British author J. K. Rowling, writer of Harry Potter and other Wizarding World works, has garnered attention for her support of the Labour Party under Gordon Brown and her criticism of the party under Jeremy Corbyn, as well as her opposition to the Republican Party under Donald Trump. She opposed Scottish independence in a 2014 referendum and Brexit during the 2016 referendum to leave the European Union.

Since late 2019, Rowling has publicly voiced her opinions on transgender people and related civil rights. These views have been criticised as transphobic by some LGBT rights organisations and some feminists, but have received support from other feminists.

United Kingdom politics

J. K. Rowling has been a long-time friend of former Prime Minister Gordon Brown and his wife Sarah Brown. In September 2008, Rowling donated £1 million to the Labour Party and commended Brown's commitment to improving the lives of poor families.[1] Rowling praised Brown in a 2009 Time magazine essay saying she "still wanted him in charge".[2] Rowling was critical of Jeremy Corbyn's leadership of the Labour Party.[3][4]

Scottish

As a resident of Edinburgh, Rowling was eligible to vote in the 2014 referendum on Scottish independence, and intended to vote "No".[5] She donated £1 million (US$1,694,000) to the Better Together anti-independence campaign,[6] led by former neighbour and friend Alistair Darling, and used the "Death Eaters" characters from her Harry Potter series—who reject wizards unless they have pure blood—as a reference in her explanation of her donation: "However, when people try to make this debate about the purity of your lineage, things start getting a little Death Eaterish for my taste."[7] In Rowling's post-donation blog post in mid-June 2014, she explained that she is "friendly" with members of both campaigns and stated a belief that "there are intelligent, thoughtful people on both sides of this question".[8][9]

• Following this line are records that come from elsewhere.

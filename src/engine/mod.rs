pub mod monitoring;
pub mod sst;

/// 初始化日志；可以重复调用（测试里每个 case 都会调）
pub fn init_engine() {
    let _ = env_logger::builder()
        .filter_level(log::LevelFilter::Info)
        .parse_default_env()
        .try_init();
    log::debug!("engine initialized");
}
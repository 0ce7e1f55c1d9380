use std::path::PathBuf;

use anyhow::Context;
use bytes::Bytes;
use log::info;

use kvtable::engine;
use kvtable::engine::monitoring::get_perf_context;
use kvtable::util::load_table_config;
use kvtable::{BlockBasedTable, TableBuilder};

fn main() -> anyhow::Result<()> {
    engine::init_engine();

    // 第一个参数是配置目录，默认当前目录
    let dir = std::env::args().nth(1).map(PathBuf::from).unwrap_or_else(|| PathBuf::from("."));
    let config = load_table_config(&dir).context("loading table config")?;
    let options = config.to_table_options()?;
    let read_options = config.read_options();

    let mut builder = TableBuilder::new(&options)?;
    for i in 0..1000u32 {
        builder.add(format!("user:{i:06}").as_bytes(), format!("profile-{i}").as_bytes())?;
    }
    let image = builder.finish()?;
    let table = BlockBasedTable::open(Bytes::from(image), &options)?;

    let mut iter = table.new_iterator(read_options);
    iter.seek(b"user:000500");
    if iter.valid() {
        info!(
            "seek user:000500 -> {} = {}",
            String::from_utf8_lossy(iter.key()),
            String::from_utf8_lossy(iter.value())
        );
    }
    iter.status()?;

    let keys: Vec<&[u8]> = vec![b"user:000001", b"user:999999", b"user:000999"];
    for (key, value) in keys.iter().zip(table.multi_get(&keys, &read_options)?) {
        info!(
            "{} -> {:?}",
            String::from_utf8_lossy(key),
            value.map(|v| String::from_utf8_lossy(&v).into_owned())
        );
    }

    let ctx = get_perf_context();
    info!(
        "perf: bloom hit {}, bloom miss {}, blocks read {}",
        ctx.bloom_sst_hit_count, ctx.bloom_sst_miss_count, ctx.block_read_count
    );
    Ok(())
}
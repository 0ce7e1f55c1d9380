use std::cell::Cell;

/// 每个线程独立的 perf 统计级别
#[derive(Debug, Clone, Copy, PartialEq, Eq, PartialOrd, Ord)]
#[repr(u8)]
pub enum PerfLevel {
    Uninitialized = 0,
    /// 不统计
    Disable = 1,
    /// 只统计计数器
    EnableCount = 2,
    /// 计数 + 计时
    EnableTime = 3,
    OutOfBounds = 4,
}

thread_local! {
    static PERF_LEVEL: Cell<PerfLevel> = const { Cell::new(PerfLevel::EnableCount) };
}

pub fn set_perf_level(level: PerfLevel) {
    assert!(level > PerfLevel::Uninitialized);
    assert!(level < PerfLevel::OutOfBounds);
    PERF_LEVEL.with(|l| l.set(level));
}

pub fn get_perf_level() -> PerfLevel {
    PERF_LEVEL.with(|l| l.get())
}

#[cfg(test)]
mod tests {
    use super::*;

    #[test]
    fn test_default_and_set() {
        assert_eq!(get_perf_level(), PerfLevel::EnableCount);
        set_perf_level(PerfLevel::Disable);
        assert_eq!(get_perf_level(), PerfLevel::Disable);
        set_perf_level(PerfLevel::EnableCount);
    }

    #[test]
    #[should_panic]
    fn test_out_of_bounds_level_panics() {
        set_perf_level(PerfLevel::OutOfBounds);
    }
}
pub(crate) mod data_block_iter;
pub(crate) mod block_iter;
pub(crate) mod two_level_iter;
pub(crate) mod internal_iter;
pub(crate) mod empty_iter;
pub(crate) mod vec_iter;

pub use internal_iter::InternalIterator;
pub use data_block_iter::DataBlockIter;
pub use block_iter::IndexBlockIter;
pub use two_level_iter::{new_two_level_iterator, TwoLevelIterator, TwoLevelIteratorState};
pub use empty_iter::{new_empty_internal_iterator, new_error_internal_iterator, EmptyInternalIterator};
pub use vec_iter::VecIterator;
pub mod format;
pub mod block;
pub mod iterator;
pub mod multiget;
pub(crate) mod table_builder;
pub(crate) mod table_reader;

pub use format::{BlockHandle, Footer, IndexValue};
pub use multiget::MultiGetRange;
pub use table_builder::TableBuilder;
pub use table_reader::{BlockBasedTable, TableFilterLoader};
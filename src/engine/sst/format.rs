use std::fmt;
use crate::DBError;
use crate::util::{BLOCK_TRAILER_SIZE, NO_COMPRESSION, TABLE_MAGIC};

/// 一个 block 在 table 文件里的位置
#[derive(Clone, Copy, Debug, Default, PartialEq, Eq)]
pub struct BlockHandle {
    pub offset: u64,
    pub size: u64,
}

impl BlockHandle {
    pub fn new(offset: u64, size: u64) -> Self {
        Self { offset, size }
    }

    pub fn encode_to(&self, dst: &mut Vec<u8>) {
        put_varint64(dst, self.offset);
        put_varint64(dst, self.size);
    }

    pub fn decode_from(src: &[u8], pos: &mut usize) -> Option<Self> {
        let offset = get_varint64(src, pos)?;
        let size = get_varint64(src, pos)?;
        Some(Self { offset, size })
    }

    pub fn decode_from_bytes(bytes: &[u8]) -> Result<Self, DBError> {
        let mut pos = 0usize;
        let offset = get_varint64(bytes, &mut pos)
            .ok_or(DBError::Corruption("bad block handle offset".into()))?;
        let size = get_varint64(bytes, &mut pos)
            .ok_or(DBError::Corruption("bad block handle size".into()))?;
        Ok(Self { offset, size })
    }
}

impl fmt::Display for BlockHandle {
    fn fmt(&self, f: &mut fmt::Formatter<'_>) -> fmt::Result {
        write!(f, "{} {}", self.offset, self.size)
    }
}

/// index entry 的 value：指向一个 data block（或 filter/index partition）
#[derive(Clone, Copy, Debug, Default, PartialEq, Eq)]
pub struct IndexValue {
    pub handle: BlockHandle,
}

impl IndexValue {
    pub fn new(handle: BlockHandle) -> Self {
        Self { handle }
    }

    pub fn decode_from_bytes(bytes: &[u8]) -> Result<Self, DBError> {
        Ok(Self { handle: BlockHandle::decode_from_bytes(bytes)? })
    }
}

#[derive(Clone, Copy, Debug, Default, PartialEq, Eq)]
pub struct Footer {
    /// 整表唯一的 full filter block；size == 0 表示没有 filter
    pub filter_handle: BlockHandle,
    pub index_handle: BlockHandle,
}

impl Footer {
    pub const ENCODED_LEN: usize = 48;

    pub fn encode(&self) -> [u8; Self::ENCODED_LEN] {
        let mut buf = Vec::with_capacity(Self::ENCODED_LEN);
        self.filter_handle.encode_to(&mut buf);
        self.index_handle.encode_to(&mut buf);

        // 两个 handle 最多 40 bytes，padding 之后写 8 bytes magic
        buf.resize(40, 0);
        buf.extend_from_slice(&TABLE_MAGIC.to_le_bytes());

        let mut out = [0u8; Self::ENCODED_LEN];
        out.copy_from_slice(&buf);
        out
    }

    pub fn decode(input: &[u8]) -> Result<Self, DBError> {
        if input.len() != Self::ENCODED_LEN {
            return Err(DBError::Corruption("bad footer length".into()));
        }
        let magic = decode_fixed64(&input[40..48]);
        if magic != TABLE_MAGIC {
            return Err(DBError::Corruption("bad sstable magic number".into()));
        }
        let mut pos = 0usize;
        let filter_handle = BlockHandle::decode_from(input, &mut pos)
            .ok_or_else(|| DBError::Corruption("bad filter handle".into()))?;
        let index_handle = BlockHandle::decode_from(input, &mut pos)
            .ok_or_else(|| DBError::Corruption("bad index handle".into()))?;
        Ok(Self { filter_handle, index_handle })
    }
}

/// trailer = compression type(1) + crc32c(block || type)(4)
pub fn append_block_with_trailer(dst: &mut Vec<u8>, block: &[u8]) -> BlockHandle {
    let handle = BlockHandle::new(dst.len() as u64, block.len() as u64);
    dst.extend_from_slice(block);
    dst.push(NO_COMPRESSION);
    let crc = crc32c::crc32c_append(crc32c::crc32c(block), &[NO_COMPRESSION]);
    dst.extend_from_slice(&crc.to_le_bytes());
    handle
}

/// 校验 trailer 并返回 block 内容在 image 中的范围
pub fn verify_block_trailer(image: &[u8], handle: &BlockHandle) -> Result<(), DBError> {
    let start = handle.offset as usize;
    let end = start + handle.size as usize;
    let trailer = &image[end..end + BLOCK_TRAILER_SIZE];
    let expected = decode_fixed32(&trailer[1..5]);
    let actual = crc32c::crc32c_append(crc32c::crc32c(&image[start..end]), &trailer[..1]);
    if expected != actual {
        return Err(DBError::Corruption(format!(
            "block checksum mismatch at {handle}: expected {expected:#x}, got {actual:#x}"
        )));
    }
    if trailer[0] != NO_COMPRESSION {
        return Err(DBError::NotSupported(format!("compression type {}", trailer[0])));
    }
    Ok(())
}

/// handle 加上 trailer 是否完整落在 image 内
pub fn block_in_range(image_len: usize, handle: &BlockHandle) -> bool {
    handle
        .offset
        .checked_add(handle.size)
        .and_then(|end| end.checked_add(BLOCK_TRAILER_SIZE as u64))
        .is_some_and(|end| end <= image_len as u64)
}

// ------- coding helpers (varint / fixed) -------

pub fn put_varint32(dst: &mut Vec<u8>, mut v: u32) {
    while v >= 0x80 {
        dst.push((v as u8) | 0x80);
        v >>= 7;
    }
    dst.push(v as u8);
}

pub fn put_varint64(dst: &mut Vec<u8>, mut v: u64) {
    while v >= 0x80 {
        dst.push((v as u8) | 0x80);
        v >>= 7;
    }
    dst.push(v as u8);
}

pub fn get_varint32(src: &[u8], pos: &mut usize) -> Option<u32> {
    let mut shift = 0u32;
    let mut out = 0u32;
    while *pos < src.len() && shift <= 28 {
        let b = src[*pos];
        *pos += 1;
        out |= ((b & 0x7f) as u32) << shift;
        if (b & 0x80) == 0 {
            return Some(out);
        }
        shift += 7;
    }
    None
}

pub fn get_varint64(src: &[u8], pos: &mut usize) -> Option<u64> {
    let mut shift = 0u32;
    let mut out = 0u64;
    while *pos < src.len() && shift <= 63 {
        let b = src[*pos];
        *pos += 1;
        out |= ((b & 0x7f) as u64) << shift;
        if (b & 0x80) == 0 {
            return Some(out);
        }
        shift += 7;
    }
    None
}

/// 调用方保证 src.len() >= 4
pub fn decode_fixed32(src: &[u8]) -> u32 {
    let mut b = [0u8; 4];
    b.copy_from_slice(&src[..4]);
    u32::from_le_bytes(b)
}

/// 调用方保证 src.len() >= 8
pub fn decode_fixed64(src: &[u8]) -> u64 {
    let mut b = [0u8; 8];
    b.copy_from_slice(&src[..8]);
    u64::from_le_bytes(b)
}

#[cfg(test)]
mod tests {
    use super::*;

    #[test]
    fn test_block_handle_display_and_decode() {
        let h = BlockHandle::new(4096, 1234);
        assert_eq!(h.to_string(), "4096 1234");

        let mut buf = Vec::new();
        h.encode_to(&mut buf);
        assert_eq!(BlockHandle::decode_from_bytes(&buf).unwrap(), h);
        assert_eq!(IndexValue::decode_from_bytes(&buf).unwrap().handle, h);

        // 截断的 varint
        assert!(BlockHandle::decode_from_bytes(&buf[..1]).is_err());
    }

    #[test]
    fn test_varint_boundaries() {
        for v in [0u32, 127, 128, 16_383, 16_384, u32::MAX] {
            let mut buf = Vec::new();
            put_varint32(&mut buf, v);
            let mut pos = 0;
            assert_eq!(get_varint32(&buf, &mut pos), Some(v));
            assert_eq!(pos, buf.len());
        }
        let mut pos = 0;
        assert_eq!(get_varint32(&[0x80, 0x80], &mut pos), None);
    }

    #[test]
    fn test_footer_magic_checked() {
        let footer = Footer {
            filter_handle: BlockHandle::new(100, 20),
            index_handle: BlockHandle::new(125, 30),
        };
        let enc = footer.encode();
        assert_eq!(Footer::decode(&enc).unwrap(), footer);

        let mut bad = enc;
        bad[47] ^= 0xff;
        assert!(Footer::decode(&bad).unwrap_err().is_corruption());
        assert!(Footer::decode(&enc[..40]).is_err());
    }

    #[test]
    fn test_trailer_detects_flipped_byte() {
        let mut image = Vec::new();
        let h = append_block_with_trailer(&mut image, b"hello block");
        assert!(block_in_range(image.len(), &h));
        assert!(verify_block_trailer(&image, &h).is_ok());

        image[2] ^= 0x01;
        assert!(verify_block_trailer(&image, &h).unwrap_err().is_corruption());

        let far = BlockHandle::new(image.len() as u64, 1);
        assert!(!block_in_range(image.len(), &far));
    }
}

In 2018, Rowling tweeted that she was tired of "blood and soil ethno-nationalists marching with" civic campaigners. She also said that Scottish nationalism "contains traces of bigotry".[10]

Brexit

Rowling opposed Brexit and campaigned for the United Kingdom to stay in the European Union, in the run up to the referendum to leave the European Union, stating on her website that, "I'm the mongrel product of this European continent and I'm an internationalist. I was raised by a Francophile mother whose family was proud of their part-French heritage .... My values are not contained or proscribed by borders. The absence of a visa when I cross the channel has symbolic value to me. I might not be in my house, but I'm still in my hometown."[11] Rowling expressed concern that "racists and bigots" were directing parts of the Leave campaign. In a blog post, she added: "How can a retreat into selfish and insecure individualism be the right response when Europe faces genuine threats, when the bonds that tie us are so powerful, when we have come so far together? How can we hope to conquer the enormous challenges of terrorism and climate change without cooperation and collaboration?"[12]

International politics

United States

Rowling told a Spanish newspaper in February 2008 that the politics of the United States had negatively impacted not only the US, but the UK as well; she stated that "it is a pity that Clinton and Obama have to be rivals because both are extraordinary."[13]

Rowling advised the 2008 graduating class of Harvard, "the great majority of you belong to the world's only remaining superpower. The way you vote, the way you live, the way you protest, the pressure you bring to bear on your government, has an impact way beyond your borders. That is your privilege, and your burden."[14]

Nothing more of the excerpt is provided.